Güncelleme Tarihi:
Murathan Mungan’ın “Bazı yazlar uzaktan geçer” dizesini hatırlamam nedensiz değil Turgay Fişekçi’nin ‘Bütün Şiirleri’ni (Sözcükler Yayınevi) okurken. Bazı şiirler de uzaktan gülümser, belki biraz da şairine benzedikleri için. Siz o gülümseyişi bütünleyen göz kırpmasını görürseniz, ya da hissederseniz diyelim, yakınlaşır ve size açılır.
Şiirin yazılma nedenlerinden biri olarak düşünürüm hep Adnan Yücel’in unutulmaz dizesini, “Yeryüzü aşkın yüzü oluncaya dek” der ya, Turgay Fişekçi şiiri de tastamam bunun için yazılıyor gibidir ve burada ‘yeryüzü’nden söz etmek de bu şiirin aşkla gezdiğinin bir delili gibidir. Aşkla yazmak değil yalnızca aşkla gezmek aynı zamanda. Belki de yaşamda ve şiirde bir ‘âşık’ olmak böyle mümkündür ve Fişekçi, şiiri bunun farkına varmakla tanımlamakta, eşdeğer görmektedir. 45 yıllık şiir toplamına bakıldığında, 1977-2022, okuduğumuz, gördüğümüz, duyduğumuz, aşkın hiç terk etmediği bir bakış ve duyuşun, yalnız uzanabildiği alanlara, yerlere etkisi değil, aynı zamanda dünyayı ve ondan da önce şiiri aşkla büyüttüğü, derinleştirdiğidir.

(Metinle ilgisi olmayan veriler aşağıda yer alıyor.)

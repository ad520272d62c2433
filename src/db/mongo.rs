//! MongoDB client and collection driver
//!
//! Pattern adapted from holo-host/rust/util_libs/db/src/mongodb

use async_trait::async_trait;
use bson::{doc, Bson, Document};
use futures_util::StreamExt;
use mongodb::{
    options::{FindOneAndUpdateOptions, ReplaceOptions},
    Client, Collection, IndexModel,
};
use tracing::{error, info};

use crate::db::filter::normalize_update;
use crate::db::store::{DocumentStore, IndexSpec, ReturnDocument, UpdateOutcome};
use crate::types::{MirrorError, Result};

/// MongoDB client wrapper
#[derive(Clone)]
pub struct MongoClient {
    client: Client,
    db_name: String,
}

impl MongoClient {
    /// Create a new MongoDB client
    pub async fn new(uri: &str, db_name: &str) -> Result<Self> {
        info!("Connecting to MongoDB at {}", uri);

        // Use serverSelectionTimeoutMS to avoid hanging on unreachable MongoDB
        let timeout_uri = if uri.contains('?') {
            format!("{}&serverSelectionTimeoutMS=3000&connectTimeoutMS=3000", uri)
        } else {
            format!("{}?serverSelectionTimeoutMS=3000&connectTimeoutMS=3000", uri)
        };

        let client = Client::with_uri_str(&timeout_uri)
            .await
            .map_err(|e| MirrorError::Database(format!("Failed to connect to MongoDB: {}", e)))?;

        client
            .database(db_name)
            .run_command(doc! { "ping": 1 })
            .await
            .map_err(|e| MirrorError::Database(format!("MongoDB ping failed: {}", e)))?;

        info!("Connected to MongoDB database '{}'", db_name);

        Ok(Self {
            client,
            db_name: db_name.to_string(),
        })
    }

    /// Open a collection, applying its index declarations
    pub async fn collection(&self, name: &str, indices: Vec<IndexSpec>) -> Result<MongoCollection> {
        MongoCollection::new(&self.client, &self.db_name, name, indices).await
    }

    /// Get the database name
    pub fn db_name(&self) -> &str {
        &self.db_name
    }
}

/// Untyped MongoDB collection
#[derive(Debug, Clone)]
pub struct MongoCollection {
    inner: Collection<Document>,
    name: String,
}

impl MongoCollection {
    /// Open a collection and apply indexes
    pub async fn new(
        client: &Client,
        db_name: &str,
        collection_name: &str,
        indices: Vec<IndexSpec>,
    ) -> Result<Self> {
        let collection = MongoCollection {
            inner: client.database(db_name).collection::<Document>(collection_name),
            name: collection_name.to_string(),
        };

        collection.apply_indexes(indices).await?;

        Ok(collection)
    }

    async fn apply_indexes(&self, indices: Vec<IndexSpec>) -> Result<()> {
        if indices.is_empty() {
            return Ok(());
        }

        let models: Vec<IndexModel> = indices
            .into_iter()
            .map(|(keys, opts)| IndexModel::builder().keys(keys).options(opts).build())
            .collect();

        self.inner
            .create_indexes(models)
            .await
            .map_err(|e| MirrorError::Database(format!("Failed to create indexes: {}", e)))?;

        Ok(())
    }
}

fn return_document_option(return_document: ReturnDocument) -> mongodb::options::ReturnDocument {
    match return_document {
        ReturnDocument::Before => mongodb::options::ReturnDocument::Before,
        ReturnDocument::After => mongodb::options::ReturnDocument::After,
    }
}

#[async_trait]
impl DocumentStore for MongoCollection {
    fn name(&self) -> &str {
        &self.name
    }

    async fn insert_one(&self, doc: Document) -> Result<Bson> {
        let result = self.inner.insert_one(doc).await?;
        Ok(result.inserted_id)
    }

    async fn find_one(&self, filter: Document) -> Result<Option<Document>> {
        Ok(self.inner.find_one(filter).await?)
    }

    async fn find(&self, filter: Document) -> Result<Vec<Document>> {
        let cursor = self.inner.find(filter).await?;

        let results: Vec<Document> = cursor
            .filter_map(|doc| async {
                match doc {
                    Ok(d) => Some(d),
                    Err(e) => {
                        error!("Error reading document: {}", e);
                        None
                    }
                }
            })
            .collect()
            .await;

        Ok(results)
    }

    async fn update_one(&self, filter: Document, update: Document) -> Result<UpdateOutcome> {
        let result = self.inner.update_one(filter, normalize_update(update)).await?;

        Ok(UpdateOutcome {
            matched: result.matched_count,
            modified: result.modified_count,
            upserted_id: result.upserted_id,
        })
    }

    async fn replace_one(
        &self,
        filter: Document,
        replacement: Document,
        upsert: bool,
    ) -> Result<UpdateOutcome> {
        let options = ReplaceOptions::builder().upsert(upsert).build();

        let result = self
            .inner
            .replace_one(filter, replacement)
            .with_options(options)
            .await?;

        Ok(UpdateOutcome {
            matched: result.matched_count,
            modified: result.modified_count,
            upserted_id: result.upserted_id,
        })
    }

    async fn delete_one(&self, filter: Document) -> Result<u64> {
        Ok(self.inner.delete_one(filter).await?.deleted_count)
    }

    async fn delete_many(&self, filter: Document) -> Result<u64> {
        Ok(self.inner.delete_many(filter).await?.deleted_count)
    }

    async fn find_one_and_update(
        &self,
        filter: Document,
        update: Document,
        return_document: ReturnDocument,
    ) -> Result<Option<Document>> {
        let options = FindOneAndUpdateOptions::builder()
            .return_document(return_document_option(return_document))
            .build();

        Ok(self
            .inner
            .find_one_and_update(filter, normalize_update(update))
            .with_options(options)
            .await?)
    }

    async fn find_one_and_delete(&self, filter: Document) -> Result<Option<Document>> {
        Ok(self.inner.find_one_and_delete(filter).await?)
    }
}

Turgay Fişekçi şiiri yenileyen şairlerden değil, şiiri kararlılıkla sürdürmeyi, daha da iyisi tekrara düşmeden yazmayı yenilik bilenlerden bence. Az şey mi, hayır, çok şey ve çok iyi bir şey. Tutumlu gibi gözüken şiirini yavaş yavaş her adımda biraz daha tabiata, dünyaya, yolculuğa, başka şairlere, şiirlere, şehirlere açarak, bir anlamda bir evvel yazdığını aşarak ilerledi ve sonunda cömert, tıpkı başlangıçta olduğu gibi olgunluğunda da kendisinden taşan bir şiir oluşturdu.

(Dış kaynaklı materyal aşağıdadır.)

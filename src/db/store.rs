//! Collection driver seam
//!
//! Both sides of a migration are reached through `DocumentStore`. The
//! legacy side is re-queried by the interceptor, the target side receives
//! mirror writes.

use async_trait::async_trait;
use bson::{Bson, Document};
use mongodb::options::IndexOptions;

use crate::types::Result;

/// Identity field shared by legacy and target documents
pub const ID_FIELD: &str = "_id";

/// Index declaration: key document plus driver options
pub type IndexSpec = (Document, Option<IndexOptions>);

/// Which image `find_one_and_update` hands back
#[derive(Debug, Clone, Copy, PartialEq, Eq, Default)]
pub enum ReturnDocument {
    /// Document as it was before the update
    #[default]
    Before,
    /// Document as it is after the update
    After,
}

/// Result of an update or replace
#[derive(Debug, Clone, Default, PartialEq)]
pub struct UpdateOutcome {
    /// Documents matched by the filter
    pub matched: u64,
    /// Documents actually changed
    pub modified: u64,
    /// Identity of a document created by an upsert
    pub upserted_id: Option<Bson>,
}

/// A document collection driver
#[async_trait]
pub trait DocumentStore: Send + Sync {
    /// Collection name, used for log context
    fn name(&self) -> &str;

    /// Insert a document, returning its identity
    async fn insert_one(&self, doc: Document) -> Result<Bson>;

    /// First document matching the filter
    async fn find_one(&self, filter: Document) -> Result<Option<Document>>;

    /// All documents matching the filter
    async fn find(&self, filter: Document) -> Result<Vec<Document>>;

    /// Update the first matching document
    ///
    /// A payload without `$` operators is applied as `$set` of its fields.
    async fn update_one(&self, filter: Document, update: Document) -> Result<UpdateOutcome>;

    /// Replace the first matching document, optionally inserting it
    async fn replace_one(
        &self,
        filter: Document,
        replacement: Document,
        upsert: bool,
    ) -> Result<UpdateOutcome>;

    /// Delete at most one matching document
    async fn delete_one(&self, filter: Document) -> Result<u64>;

    /// Delete every matching document
    async fn delete_many(&self, filter: Document) -> Result<u64>;

    /// Update the first matching document and return the requested image
    async fn find_one_and_update(
        &self,
        filter: Document,
        update: Document,
        return_document: ReturnDocument,
    ) -> Result<Option<Document>>;

    /// Delete the first matching document and return it
    async fn find_one_and_delete(&self, filter: Document) -> Result<Option<Document>>;
}
//! migrate-onwrite - keep a migrated collection in step with its legacy one
//!
//! During a live schema migration every write to the legacy collection is
//! mirrored into the target collection through a caller-supplied field
//! mapper. No application changes, no backfill window.
//!
//! ## Pieces
//!
//! - **Uniqueness Resolver**: certifies that a filter can match at most one
//!   legacy document before `updateOne`/`deleteOne` may run
//! - **Mutation Interceptor**: `MirrorEngine`, one handler per mutation
//!   pathway, re-fetching or re-deriving what changed
//! - **Mirror Writer**: insert-or-replace for writes, filtered deletes for
//!   removals, never failing the legacy write
//! - **MirroredCollection**: the legacy driver adapter application code
//!   writes through
//!
//! ## Usage
//!
//! ```ignore
//! let engine = Arc::new(MirrorEngine::new(
//!     MirrorOptions::new(target, RenameMapper::new(renames)?),
//!     UniqueIndexes::from_indices(&legacy_indices),
//! ));
//! let users = MirroredCollection::new(legacy, engine);
//!
//! users.save(doc! { "u": "haha", "n": "John Sun" }).await?;
//! users.update_one(doc! { "u": "haha" }, doc! { "n": "Yu-Jen Sun" }).await?;
//! users.delete_many(doc! { "n": "someName" }).await?;
//! ```

pub mod config;
pub mod db;
pub mod logging;
pub mod mirror;
pub mod types;

pub use config::{Args, MirrorOptions};
pub use db::{DocumentStore, MemoryCollection, MongoClient, MongoCollection, ReturnDocument, ID_FIELD};
pub use mirror::{
    certify_unique, detect_drift, DriftReport, FieldMapper, FieldRename, MirrorEngine, MirrorOperation,
    MirrorOutcome, MirrorWriter, MirroredCollection, Mutation, RenameMapper, UniqueIndexes,
};
pub use types::{MirrorError, Result};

Turgay Fişekçi’nin şiiri; sıçramalarla, ataklarla yükselen, sonra düşüşe geçen, yeniden yukarı çıkan bir şiir değildir. Şiiri çok seven, sevdiği için de iyi öğrenen bir şiir öğrencisinin karınca sabrı, özeni ve usulluğuyla çalışarak ördüğü, göz nuru dökülmüş, başta Nâzım Hikmet olmak üzere Orhan Veli, Cemal Süreya, Turgut Uyar, Melih Cevdet, Oktay Rifat, Necatigil, Dağlarca, Gülten Akın’dan beslenmiş, bu organik beslenme sayılır, bir şiir nasıl geliştirilir, klasik olandan milim sapmadan nasıl her dem taze, coşkulu tutulur, daha da güzeli bir duygunun eskimezliği bir şiirin eskimezliğine nasıl dönüştürülür, ve onca klasik içinde yeni bir klasik nasıl olunur... İşte Turgay Fişekçi şiiri için bunlar ve benzeri düşünceler söylenebilir, bir de unutmadan şu: Bazılarını andığım ustalara hepimizin, Turgay’ın da borcu var, bu borcu onlara adadığı güzel şiirlerle ödemeye çalışmış, ödeyebilir miyiz, hayır, ama onların esiniyle, Fişekçi’nin şiiri gibi benzersiz bir şiir kurabilirsek, o zaman ödevimizi de işimizi de yapmış sayılırız.
‘Bütün Şiirleri’ demiş 45 yılın şiirlerine, doğrusu ilkinden sonuna hemen tümünü yeniden bir arada okuyup renkli, zengin bir yeryüzü sofrasından kalkmış gibi olunca, bu şiir aşkına mı aşkın şiirine mi, ikisine de olsun, “bu daha başlangıç” demekten kendimi alamadım, öyle olsun, beş yıl sonra da 50 yılın şiirini aşkla okuyalım Turgay Fişekçi’den.